### Your assignment
Each line below that includes the word "super" is to be reported.

++++ Records supplied

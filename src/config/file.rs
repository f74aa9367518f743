//! Optional TOML config file supplying file-level defaults.
//!
//! Located at the platform config dir (e.g. `~/.config/howdah/config.toml`):
//!
//! ```toml
//! [defaults]
//! model = "claude-sonnet-4-5-20250929"
//! transport = "hosted-proxy"
//!
//! [claude-code]
//! cli-path = "/usr/local/bin/claude"
//!
//! [toolkit]
//! base-url = "https://gateway.internal/v1"
//! ```

use std::path::{Path, PathBuf};

use serde::Deserialize;
use tracing::warn;

use crate::error::{HowdahError, Result};

#[derive(Debug, Clone, Default, Deserialize, PartialEq)]
#[serde(default, rename_all = "kebab-case")]
pub struct ConfigFile {
    pub defaults: DefaultsSection,
    pub claude_code: ClaudeCodeSection,
    pub toolkit: ToolkitSection,
}

#[derive(Debug, Clone, Default, Deserialize, PartialEq)]
#[serde(default, rename_all = "kebab-case")]
pub struct DefaultsSection {
    pub model: Option<String>,
    pub transport: Option<String>,
    pub max_tokens: Option<u32>,
    pub temperature: Option<f64>,
}

#[derive(Debug, Clone, Default, Deserialize, PartialEq)]
#[serde(default, rename_all = "kebab-case")]
pub struct ClaudeCodeSection {
    pub cli_path: Option<PathBuf>,
}

#[derive(Debug, Clone, Default, Deserialize, PartialEq)]
#[serde(default, rename_all = "kebab-case")]
pub struct ToolkitSection {
    pub base_url: Option<String>,
}

impl ConfigFile {
    pub fn parse(raw: &str) -> Result<Self> {
        toml::from_str(raw).map_err(|e| HowdahError::Configuration(e.to_string()))
    }

    /// Read and parse `path`. Returns `Ok(None)` when the file does not exist.
    pub fn load(path: &Path) -> Result<Option<Self>> {
        match std::fs::read_to_string(path) {
            Ok(raw) => Self::parse(&raw).map(Some),
            Err(e) if e.kind() == std::io::ErrorKind::NotFound => Ok(None),
            Err(e) => Err(e.into()),
        }
    }

    /// Platform default location for the config file.
    pub fn default_path() -> Option<PathBuf> {
        directories::ProjectDirs::from("", "", "howdah")
            .map(|dirs| dirs.config_dir().join("config.toml"))
    }

    /// Load from the default location; a missing or malformed file yields the
    /// empty config (malformed files are logged, not fatal).
    pub fn load_default() -> Self {
        let Some(path) = Self::default_path() else {
            return Self::default();
        };
        match Self::load(&path) {
            Ok(Some(file)) => file,
            Ok(None) => Self::default(),
            Err(e) => {
                warn!(path = %path.display(), error = %e, "ignoring unreadable config file");
                Self::default()
            }
        }
    }
}
//! Toolkit backend: OpenAI-compatible chat-completions agent service.
//!
//! Direct transport talks to the public endpoint with a bearer key;
//! hosted-proxy transport talks to a managed gateway, optionally
//! authenticated, with the region override forwarded as a request header.

use async_trait::async_trait;
use futures::StreamExt;
use reqwest::header::HeaderValue;
use serde::Deserialize;
use tracing::debug;

use crate::config::{SessionConfig, TransportMode, ENV_OPENAI_API_KEY, ENV_TOOLKIT_GATEWAY_URL};
use crate::error::{HowdahError, Result};
use crate::types::TokenUsage;

use super::http::{bearer_headers, parse_sse_data, shared_client, status_to_error};
use super::{AgentBackend, BackendEvent, EventStream};

pub const BACKEND_ID: &str = "toolkit";

const DEFAULT_BASE_URL: &str = "https://api.openai.com/v1";
const REGION_HEADER: &str = "x-gateway-region";

/// Backend adapter over an OpenAI-compatible agent endpoint.
pub struct ToolkitBackend {
    model: String,
    transport: TransportMode,
    api_key: Option<String>,
    base_url: String,
    region: Option<String>,
    max_tokens: u32,
    temperature: f64,
}

impl ToolkitBackend {
    pub fn new(config: &SessionConfig) -> Result<Self> {
        let (api_key, base_url, region) = match config.transport {
            TransportMode::Direct => {
                let key = config
                    .api_key
                    .clone()
                    .or_else(|| std::env::var(ENV_OPENAI_API_KEY).ok())
                    .ok_or_else(|| {
                        HowdahError::Credential(format!(
                            "{ENV_OPENAI_API_KEY} must be set or api_key supplied for direct access"
                        ))
                    })?;
                let base_url = config
                    .base_url
                    .clone()
                    .unwrap_or_else(|| DEFAULT_BASE_URL.to_string());
                (Some(key), base_url, None)
            }
            TransportMode::HostedProxy => {
                let base_url = config
                    .base_url
                    .clone()
                    .or_else(|| std::env::var(ENV_TOOLKIT_GATEWAY_URL).ok())
                    .ok_or_else(|| {
                        HowdahError::Configuration(format!(
                            "hosted-proxy access requires a gateway URL (base_url or {ENV_TOOLKIT_GATEWAY_URL})"
                        ))
                    })?;
                let key = config
                    .api_key
                    .clone()
                    .or_else(|| std::env::var(ENV_OPENAI_API_KEY).ok());
                (key, base_url, config.region.clone())
            }
        };

        Ok(Self {
            model: config.model.clone(),
            transport: config.transport,
            api_key,
            base_url,
            region,
            max_tokens: config.max_tokens,
            temperature: config.temperature,
        })
    }
}

#[async_trait]
impl AgentBackend for ToolkitBackend {
    fn backend_id(&self) -> &str {
        BACKEND_ID
    }

    fn model_id(&self) -> &str {
        &self.model
    }

    fn transport(&self) -> TransportMode {
        self.transport
    }

    async fn run(&self, prompt: &str) -> Result<EventStream> {
        let body = serde_json::json!({
            "model": self.model,
            "messages": [{"role": "user", "content": prompt}],
            "max_tokens": self.max_tokens,
            "temperature": self.temperature,
            "stream": true,
            "stream_options": {"include_usage": true},
        });
        let url = format!(
            "{}/chat/completions",
            self.base_url.trim_end_matches('/')
        );

        let mut headers = bearer_headers(self.api_key.as_deref());
        if let Some(ref region) = self.region {
            if let Ok(val) = HeaderValue::from_str(region) {
                headers.insert(REGION_HEADER, val);
            }
        }

        debug!(model = %self.model, %url, "toolkit turn");

        let resp = shared_client()
            .post(&url)
            .headers(headers)
            .json(&body)
            .send()
            .await
            .map_err(|e| {
                HowdahError::connection_with_source(BACKEND_ID, "request failed", e)
            })?;

        let status = resp.status().as_u16();
        if status != 200 {
            let body_text = resp.text().await.unwrap_or_default();
            return Err(status_to_error(BACKEND_ID, status, &body_text));
        }

        let byte_stream = resp.bytes_stream();

        let stream = async_stream::stream! {
            let mut buffer = String::new();
            let mut accumulated = String::new();
            let mut started = false;
            futures::pin_mut!(byte_stream);

            while let Some(chunk_result) = byte_stream.next().await {
                let chunk = match chunk_result {
                    Ok(c) => c,
                    Err(e) => {
                        yield Err(HowdahError::connection_with_source(
                            BACKEND_ID,
                            "stream interrupted",
                            e,
                        ));
                        break;
                    }
                };

                buffer.push_str(&String::from_utf8_lossy(&chunk));

                while let Some(line_end) = buffer.find('\n') {
                    let line = buffer[..line_end].trim().to_string();
                    buffer = buffer[line_end + 1..].to_string();

                    if line.is_empty() || line.starts_with(':') {
                        continue;
                    }

                    let Some(data) = parse_sse_data(&line) else {
                        continue;
                    };

                    match serde_json::from_str::<ChatChunk>(data) {
                        Ok(chunk) => {
                            if !started {
                                started = true;
                                yield Ok(BackendEvent::Started {
                                    session_id: chunk.id.clone(),
                                });
                            }
                            if let Some(choice) = chunk.choices.into_iter().next() {
                                if let Some(delta) = choice.delta.content {
                                    if !delta.is_empty() {
                                        accumulated.push_str(&delta);
                                        yield Ok(BackendEvent::Content {
                                            text: accumulated.clone(),
                                        });
                                    }
                                }
                            }
                            if let Some(usage) = chunk.usage {
                                yield Ok(BackendEvent::Usage(TokenUsage::new(
                                    usage.prompt_tokens,
                                    usage.completion_tokens,
                                )));
                            }
                        }
                        Err(e) => {
                            yield Err(HowdahError::sdk(
                                BACKEND_ID,
                                format!("undecodable stream chunk: {e}"),
                            ));
                            return;
                        }
                    }
                }
            }
        };

        Ok(Box::pin(stream))
    }
}

#[derive(Deserialize)]
struct ChatChunk {
    #[serde(default)]
    id: Option<String>,
    #[serde(default)]
    choices: Vec<ChatChoice>,
    #[serde(default)]
    usage: Option<ChatUsage>,
}

#[derive(Deserialize)]
struct ChatChoice {
    #[serde(default)]
    delta: ChatDelta,
}

#[derive(Deserialize, Default)]
struct ChatDelta {
    #[serde(default)]
    content: Option<String>,
}

#[derive(Deserialize)]
struct ChatUsage {
    #[serde(default)]
    prompt_tokens: u64,
    #[serde(default)]
    completion_tokens: u64,
}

++++++++

### Solved problem
use super::http::{bearer_headers, parse_sse_data, shared_client, status_to_error};
use super::{AgentBackend, BackendEvent, EventStream};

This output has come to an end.